• SOURCE DATA:
// Shared test helpers for integration tests
#![allow(dead_code)]

use serde_json::{Value, json};
use std::fs;
use std::path::Path;

pub fn code_cell(source: &str) -> Value {
    json!({
        "cell_type": "code",
        "source": source,
        "outputs": [],
        "execution_count": null,
        "metadata": {}
    })
}

pub fn code_cell_with_outputs(source: &str, outputs: Vec<Value>) -> Value {
    json!({
        "cell_type": "code",
        "source": source,
        "outputs": outputs,
        "execution_count": 1,
        "metadata": {}
    })
}

pub fn markdown_cell(source: &str) -> Value {
    json!({
        "cell_type": "markdown",
        "source": source,
        "metadata": {}
    })
}

pub fn stream_output(name: &str, text: &str) -> Value {
    json!({
        "output_type": "stream",
        "name": name,
        "text": text
    })
}

pub fn error_output(ename: &str, evalue: &str, traceback: Vec<&str>) -> Value {
    json!({
        "output_type": "error",
        "ename": ename,
        "evalue": evalue,
        "traceback": traceback
    })
}

pub fn notebook(cells: Vec<Value>) -> Value {
    json!({
        "cells": cells,
        "metadata": {},
        "nbformat": 4,
        "nbformat_minor": 5
    })
}

pub fn write_notebook(path: &Path, nb: &Value) {
    fs::write(path, serde_json::to_string_pretty(nb).unwrap())
        .expect("Failed to write notebook fixture");
}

• WHAT THIS TASK INVOLVES:
Check each line of the listing for "path". Show those that have it.

• RESPONSE FOR THIS EXERCISE:
use std::path::Path;
pub fn write_notebook(path: &Path, nb: &Value) {
    fs::write(path, serde_json::to_string_pretty(nb).unwrap())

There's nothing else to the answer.